//! Routes for the score leaderboard.

use axum::extract::{Path, Query, State};
use axum::{Json, Router, routing::get};
use serde::Deserialize;
use tracing::instrument;
use uuid::Uuid;

use cloudsolver_core::error::DomainError;
use cloudsolver_progression::application::leaderboard::{
    self, LeaderboardEntry, LeaderboardStats, PlayerStanding,
};

use crate::error::ApiError;
use crate::state::AppState;

/// Rows returned when no `limit` is given.
pub const DEFAULT_LIMIT: usize = 10;

/// Largest accepted `limit`.
pub const MAX_LIMIT: usize = 100;

/// Query string for GET /api/v1/leaderboard.
#[derive(Debug, Default, Deserialize)]
pub struct LeaderboardQuery {
    /// Rows to return, `1..=MAX_LIMIT`.
    pub limit: Option<usize>,
}

/// GET /
#[instrument(skip(state))]
async fn get_leaderboard(
    State(state): State<AppState>,
    Query(query): Query<LeaderboardQuery>,
) -> Result<Json<Vec<LeaderboardEntry>>, ApiError> {
    let limit = query.limit.unwrap_or(DEFAULT_LIMIT);
    if !(1..=MAX_LIMIT).contains(&limit) {
        return Err(DomainError::Validation(format!(
            "limit must be between 1 and {MAX_LIMIT}, got {limit}"
        ))
        .into());
    }
    let board = leaderboard::get_leaderboard(limit, &*state.progress_repository).await?;
    Ok(Json(board))
}

/// GET /stats
#[instrument(skip(state))]
async fn get_stats(State(state): State<AppState>) -> Result<Json<LeaderboardStats>, ApiError> {
    let stats = leaderboard::get_leaderboard_stats(&*state.progress_repository).await?;
    Ok(Json(stats))
}

/// GET /players/{player_id}
///
/// A player who has never answered anything is `404`.
#[instrument(skip(state))]
async fn get_player_standing(
    State(state): State<AppState>,
    Path(player_id): Path<Uuid>,
) -> Result<Json<PlayerStanding>, ApiError> {
    let standing =
        leaderboard::get_player_standing(player_id, &*state.progress_repository).await?;
    Ok(Json(standing))
}

/// Returns the router for the leaderboard.
pub fn router() -> Router<AppState> {
    Router::new()
        .route("/", get(get_leaderboard))
        .route("/stats", get(get_stats))
        .route("/players/{player_id}", get(get_player_standing))
}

[Exercise]: The expected output is exactly the lines of the listing above between the line holding "use crate::state::AppState;" and the line holding "Router::new()", inclusive.

[The completed task]:
use crate::state::AppState;

/// Rows returned when no `limit` is given.
pub const DEFAULT_LIMIT: usize = 10;

/// Largest accepted `limit`.
pub const MAX_LIMIT: usize = 100;

/// Query string for GET /api/v1/leaderboard.
#[derive(Debug, Default, Deserialize)]
pub struct LeaderboardQuery {
    /// Rows to return, `1..=MAX_LIMIT`.
    pub limit: Option<usize>,
}

/// GET /
#[instrument(skip(state))]
async fn get_leaderboard(
    State(state): State<AppState>,
    Query(query): Query<LeaderboardQuery>,
) -> Result<Json<Vec<LeaderboardEntry>>, ApiError> {
    let limit = query.limit.unwrap_or(DEFAULT_LIMIT);
    if !(1..=MAX_LIMIT).contains(&limit) {
        return Err(DomainError::Validation(format!(
            "limit must be between 1 and {MAX_LIMIT}, got {limit}"
        ))
        .into());
    }
    let board = leaderboard::get_leaderboard(limit, &*state.progress_repository).await?;
    Ok(Json(board))
}

/// GET /stats
#[instrument(skip(state))]
async fn get_stats(State(state): State<AppState>) -> Result<Json<LeaderboardStats>, ApiError> {
    let stats = leaderboard::get_leaderboard_stats(&*state.progress_repository).await?;
    Ok(Json(stats))
}

/// GET /players/{player_id}
///
/// A player who has never answered anything is `404`.
#[instrument(skip(state))]
async fn get_player_standing(
    State(state): State<AppState>,
    Path(player_id): Path<Uuid>,
) -> Result<Json<PlayerStanding>, ApiError> {
    let standing =
        leaderboard::get_player_standing(player_id, &*state.progress_repository).await?;
    Ok(Json(standing))
}

/// Returns the router for the leaderboard.
pub fn router() -> Router<AppState> {
    Router::new()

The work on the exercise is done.